Criminal Justice Committee

<Newsletter Front Page>
<Newsletter Index>

Justice.jpg (4645 bytes)

By Evelyn Bomer
Chair
In February 1999 the Criminal Justice Committee of the Social Justice Council hosted at First Unitarian Church a well attended citywide meeting with speakers including those released from death row and others wrongfully convicted, as well as noted community people.

As a part of the national Unitarian Universalists against the Death Penalty we fully support the moratorium initiative. In our welcoming address we hoped that this campaign can be expanded to include all aspects of the criminal "justice" system. From our committee’s work we know that many factors have worked together to produce the imprisonment of more people in the US than in any other industrialized country and that an inordinately large number of prisoners are Black, Latin, and Native American. For instance, racist laws make crimes out of many normal activities of youth — standing on a street corner with your friends, carrying a beeper to school so you can keep in touch with your family, and now, hanging in the wings, an ordinance against smoking and possessing cigarettes if you're under 18! Racist cops, with a license to beat and kill, target minority youth. Racist prosecutors and state’s attorneys (including now-mayor Richard Daly) stop at nothing to insure the people they think are guilty get sent to prison. Poor people of color are unable to get adequate legal assistance, and racist judges impose harsher sentences on minorities than whites. Injustice in the criminal "justice" system must be challenged at all these levels.

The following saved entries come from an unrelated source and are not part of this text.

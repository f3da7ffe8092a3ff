//! Domain records persisted in the local store.
//!
//! # Design
//! Both records are stored as JSON text under a named slot. They are read on
//! every dispatch, so decoding never fails outward: a record that cannot be
//! decoded degrades to "not configured" / "not signed in".

use std::fmt;

use serde::{Deserialize, Serialize};
use serde_json::Value;

/// Sync endpoint credentials.
#[derive(Debug, Clone, Default, PartialEq, Eq, Serialize, Deserialize)]
pub struct SyncConfig {
    pub url: String,
    pub key: String,
}

impl SyncConfig {
    /// Build a config, trimming both fields.
    pub fn new(url: &str, key: &str) -> Self {
        Self {
            url: url.trim().to_string(),
            key: key.trim().to_string(),
        }
    }

    /// Decode stored text. Missing or non-string fields read as empty; text
    /// that is not a JSON object yields the empty config.
    pub fn from_stored(raw: &str) -> Option<Self> {
        let Value::Object(map) = serde_json::from_str::<Value>(raw).ok()? else {
            return None;
        };
        let field = |name: &str| map.get(name).and_then(Value::as_str).unwrap_or_default();
        Some(Self::new(field("url"), field("key")))
    }

    pub fn has_endpoint(&self) -> bool {
        !self.url.is_empty()
    }
}

/// Access level of a signed-in operator.
#[derive(Debug, Clone, Copy, PartialEq, Eq, Hash, Serialize, Deserialize)]
#[serde(rename_all = "lowercase")]
pub enum Role {
    /// Data entry: may look up and edit riders.
    Digitador,
    Admin,
}

impl fmt::Display for Role {
    fn fmt(&self, f: &mut fmt::Formatter<'_>) -> fmt::Result {
        match self {
            Role::Digitador => write!(f, "digitador"),
            Role::Admin => write!(f, "admin"),
        }
    }
}

/// The locally cached identity established at login.
#[derive(Debug, Clone, PartialEq, Eq, Serialize, Deserialize)]
pub struct Session {
    pub email: String,
    pub role: Role,
    /// Milliseconds since the Unix epoch. Older records call this `ts`.
    #[serde(rename = "issuedAt", alias = "ts")]
    pub issued_at: u64,
}

impl Session {
    /// Decode stored text; `None` when malformed or the email is empty.
    pub fn from_stored(raw: &str) -> Option<Self> {
        let session: Session = serde_json::from_str(raw).ok()?;
        if session.email.trim().is_empty() {
            return None;
        }
        Some(session)
    }
}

At some point we have to ask why — why, when the so-called serious crime rate has remained stable for 20 years, has the rate of imprisonment continued to rise? The number of people in state and federal prisons has risen from 316,000 in 1980 to 1.1 million in 1996 and is expected to increase an additional 43% by 2002. We believe the answer is an economic one — there are no jobs (in spite of the official lie about how strong the economy is) and so young unemployed people, especially black men, are put in jail where they are less likely to challenge a system that can't even provide them with jobs.

And ironically, once in jail, they get a job. They become part of the prison labor system, where they are literally worked as slaves. These jobs are not designed to "rehabilitate" prisoners but rather to make money for the companies that use them. In many places prison labor is being used to replace union labor, creating millions of dollars in profits for companies and putting even more non-prison workers out of jobs. One such place is Boeing Aviation in Seattle. At Boeing, prison slave-labor is subcontracted to make airplane parts. The use of prison labor by this important defense contractor is very significant because it could potentially allow the US war machine to continue functioning even if union workers went on strike.

We propose that one way to begin to expand the struggle against criminal "justice" is to call for a ban on prison labor, thereby removing the economic incentive to expand the prison system. We propose focusing first on Boeing, where the IAM union contract is up next summer, by calling on the union to demand an end to Boeing’s use of prison labor, and by calling on Boeing’s spokesperson Rev. Jesse Jackson to renounce its use.

Our jobs will not be finished until all the injustices in the criminal "justice" system are done away with. And so we see this Moratorium against the Death Penalty as an important first step toward a moratorium on all false imprisonment, all racist jails, all fascist killings of minorities by killer cops, and indeed as a first step toward doing away with all the injustices that make a criminal "justice" system necessary in the first place!